Quant au style de ces discours, le caractère en est aussi déterminé par le besoin de produire cette même illusion. Celui qui est censé parler, c’est un homme du commun qui le plus souvent dans l’exorde se défend d’avoir jamais étudié la rhétorique ou appris à tromper les juges en poursuivant devant eux de ses dénonciations les citoyens paisibles. Sa diction doit donc se rapprocher autant que possible des allures d’un récit comme celui qu’un homme, pourvu qu’il ait du sens et du cœur, peut faire, tout ému par le danger et la conscience de son droit, devant des concitoyens, ses égaux et ses juges, dont il attend protection et justice.

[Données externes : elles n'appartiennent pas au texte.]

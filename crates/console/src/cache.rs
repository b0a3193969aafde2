//! Keyed store of asynchronously fetched values with staleness and
//! invalidation semantics.
//!
//! Every fetch is issued against a ticket carrying the key and a per-key
//! monotonically increasing sequence number. A response whose sequence number
//! is not the latest issued for its key is dropped silently, so out-of-order
//! network completion can never overwrite newer state. There is at most one
//! in-flight fetch per key: `fetch_if_needed` is idempotent while an entry is
//! loading or already populated.

use std::collections::HashMap;
use std::hash::Hash;

use chrono::{DateTime, Utc};

#[derive(Debug, Clone, Copy, PartialEq, Eq)]
pub enum FetchStatus {
    Idle,
    Loading,
    Success,
    Error,
}

/// State of one cached resource.
///
/// `value` survives a failed refresh (stale-but-shown): an error flags the
/// entry but keeps the last-known-good data visible.
#[derive(Debug, Clone)]
pub struct CacheEntry<T> {
    pub status: FetchStatus,
    pub value: Option<T>,
    pub error: Option<String>,
    pub fetched_at: Option<DateTime<Utc>>,
    seq_issued: u64,
}

impl<T> Default for CacheEntry<T> {
    fn default() -> Self {
        Self {
            status: FetchStatus::Idle,
            value: None,
            error: None,
            fetched_at: None,
            seq_issued: 0,
        }
    }
}

/// Authorization to run one fetch for one key. Responses must present their
/// ticket back to the cache, which discards superseded sequence numbers.
#[derive(Debug, Clone, PartialEq, Eq)]
pub struct FetchTicket<K> {
    pub key: K,
    pub seq: u64,
}

pub struct ResourceCache<K, T> {
    entries: HashMap<K, CacheEntry<T>>,
}

impl<K, T> Default for ResourceCache<K, T> {
    fn default() -> Self {
        Self {
            entries: HashMap::new(),
        }
    }
}

impl<K: Eq + Hash + Clone, T> ResourceCache<K, T> {
    pub fn new() -> Self {
        Self::default()
    }

    /// Issue a fetch ticket unless the key is already loading or populated.
    /// A previously errored entry is retried on the next subscription.
    pub fn fetch_if_needed(&mut self, key: K) -> Option<FetchTicket<K>> {
        let entry = self.entries.entry(key.clone()).or_default();
        match entry.status {
            FetchStatus::Loading | FetchStatus::Success => None,
            FetchStatus::Idle | FetchStatus::Error => Some(Self::issue(entry, key)),
        }
    }

    /// Force a refetch: transition to loading and issue exactly one ticket.
    /// Any response still in flight for this key is superseded.
    pub fn invalidate(&mut self, key: K) -> FetchTicket<K> {
        let entry = self.entries.entry(key.clone()).or_default();
        Self::issue(entry, key)
    }

    fn issue(entry: &mut CacheEntry<T>, key: K) -> FetchTicket<K> {
        entry.seq_issued += 1;
        entry.status = FetchStatus::Loading;
        FetchTicket {
            key,
            seq: entry.seq_issued,
        }
    }

    /// Apply a successful response. Returns false when the ticket was
    /// superseded and the response was discarded.
    pub fn apply_success(&mut self, ticket: &FetchTicket<K>, value: T) -> bool {
        let Some(entry) = self.entries.get_mut(&ticket.key) else {
            return false;
        };
        if ticket.seq != entry.seq_issued {
            return false;
        }
        entry.status = FetchStatus::Success;
        entry.value = Some(value);
        entry.error = None;
        entry.fetched_at = Some(Utc::now());
        true
    }

    /// Apply a failed response. The last-known-good value is kept.
    pub fn apply_error(&mut self, ticket: &FetchTicket<K>, message: String) -> bool {
        let Some(entry) = self.entries.get_mut(&ticket.key) else {
            return false;
        };
        if ticket.seq != entry.seq_issued {
            return false;
        }
        entry.status = FetchStatus::Error;
        entry.error = Some(message);
        true
    }

    pub fn snapshot(&self, key: &K) -> Option<&CacheEntry<T>> {
        self.entries.get(key)
    }

    pub fn value(&self, key: &K) -> Option<&T> {
        self.entries.get(key).and_then(|e| e.value.as_ref())
    }

    pub fn is_loading(&self, key: &K) -> bool {
        self.entries
            .get(key)
            .is_some_and(|e| e.status == FetchStatus::Loading)
    }

    pub fn error(&self, key: &K) -> Option<&str> {
        self.entries.get(key).and_then(|e| e.error.as_deref())
    }
}

#[cfg(test)]
mod tests {
    use super::*;

    #[test]
    fn at_most_one_fetch_in_flight_per_key() {
        let mut cache: ResourceCache<&str, u32> = ResourceCache::new();
        let ticket = cache.fetch_if_needed("contacts").expect("first fetch");
        assert!(cache.fetch_if_needed("contacts").is_none());
        assert!(cache.is_loading(&"contacts"));

        assert!(cache.apply_success(&ticket, 1));
        // Populated entries are not refetched without invalidation.
        assert!(cache.fetch_if_needed("contacts").is_none());
    }

    #[test]
    fn distinct_keys_fetch_independently() {
        let mut cache: ResourceCache<String, u32> = ResourceCache::new();
        assert!(cache.fetch_if_needed("42".to_string()).is_some());
        assert!(cache.fetch_if_needed("43".to_string()).is_some());
        // The first key's entry is untouched by the second.
        assert!(cache.is_loading(&"42".to_string()));
        assert!(cache.is_loading(&"43".to_string()));
    }

    #[test]
    fn stale_response_is_dropped_silently() {
        let mut cache: ResourceCache<&str, u32> = ResourceCache::new();
        let first = cache.fetch_if_needed("history").expect("fetch");
        let second = cache.invalidate("history");

        // Out-of-order completion: the newer response lands first.
        assert!(cache.apply_success(&second, 2));
        assert!(!cache.apply_success(&first, 1));
        assert_eq!(cache.value(&"history"), Some(&2));
    }

    #[test]
    fn stale_error_is_dropped_too() {
        let mut cache: ResourceCache<&str, u32> = ResourceCache::new();
        let first = cache.fetch_if_needed("history").expect("fetch");
        let second = cache.invalidate("history");

        assert!(cache.apply_success(&second, 2));
        assert!(!cache.apply_error(&first, "timeout".to_string()));
        let entry = cache.snapshot(&"history").expect("entry");
        assert_eq!(entry.status, FetchStatus::Success);
        assert!(entry.error.is_none());
    }

    #[test]
    fn error_keeps_last_known_good_value() {
        let mut cache: ResourceCache<&str, u32> = ResourceCache::new();
        let ticket = cache.fetch_if_needed("reply").expect("fetch");
        assert!(cache.apply_success(&ticket, 7));

        let refetch = cache.invalidate("reply");
        assert!(cache.apply_error(&refetch, "502".to_string()));

        let entry = cache.snapshot(&"reply").expect("entry");
        assert_eq!(entry.status, FetchStatus::Error);
        assert_eq!(entry.value, Some(7));
        assert_eq!(entry.error.as_deref(), Some("502"));
    }

    #[test]
    fn errored_entry_is_retried_on_next_subscription() {
        let mut cache: ResourceCache<&str, u32> = ResourceCache::new();
        let ticket = cache.fetch_if_needed("vector-dbs").expect("fetch");
        assert!(cache.apply_error(&ticket, "down".to_string()));
        assert!(cache.fetch_if_needed("vector-dbs").is_some());
    }

    #[test]
    fn invalidate_then_refetch_restores_the_same_value() {
        // Idempotence against an unchanged backend.
        let mut cache: ResourceCache<&str, u32> = ResourceCache::new();
        let ticket = cache.fetch_if_needed("contacts").expect("fetch");
        assert!(cache.apply_success(&ticket, 11));

        let refetch = cache.invalidate("contacts");
        assert!(cache.is_loading(&"contacts"));
        assert!(cache.apply_success(&refetch, 11));
        assert_eq!(cache.value(&"contacts"), Some(&11));
        assert_eq!(
            cache.snapshot(&"contacts").expect("entry").status,
            FetchStatus::Success
        );
    }

    #[test]
    fn invalidate_while_loading_supersedes_the_in_flight_fetch() {
        let mut cache: ResourceCache<&str, u32> = ResourceCache::new();
        let first = cache.fetch_if_needed("history").expect("fetch");
        let second = cache.invalidate("history");
        assert!(second.seq > first.seq);
        assert!(!cache.apply_success(&first, 1));
        assert!(cache.apply_success(&second, 2));
    }
}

Un Crassus, un Cicéron n’avaient à Rome aucune raison de s’interdire les figures les plus hardies et les plus variées; ils pouvaient étaler dans leur plaidoyer toutes les pompes ou y répandre toutes les grâces d’une langue riche, colorée et savante : tant mieux pour eux s’ils faisaient admirer leur talent en même temps qu’ils défendaient les intérêts de leur client. Le goût seul était la mesure de ce qu’ils pouvaient oser comme écrivains. A Athènes, pour un Lysias ou un Isée, la première qualité du style oratoire, c’était d’être simple. Cette simplicité est bien loin d’ailleurs de la trivialité et de la grossièreté; elle a au contraire, dans le choix des mots, la justesse des termes, la merveilleuse transparence de la langue et la finesse du tour, je ne sais quoi d’aimable et d’ingénu qui a toujours charmé les délicats. Ce serait la perfection de la nature, si la nature à elle seule pouvait jamais atteindre à cette élégante pureté; c’est le dernier effort d’un art d’autant plus exquis qu’il réussit à se faire oublier.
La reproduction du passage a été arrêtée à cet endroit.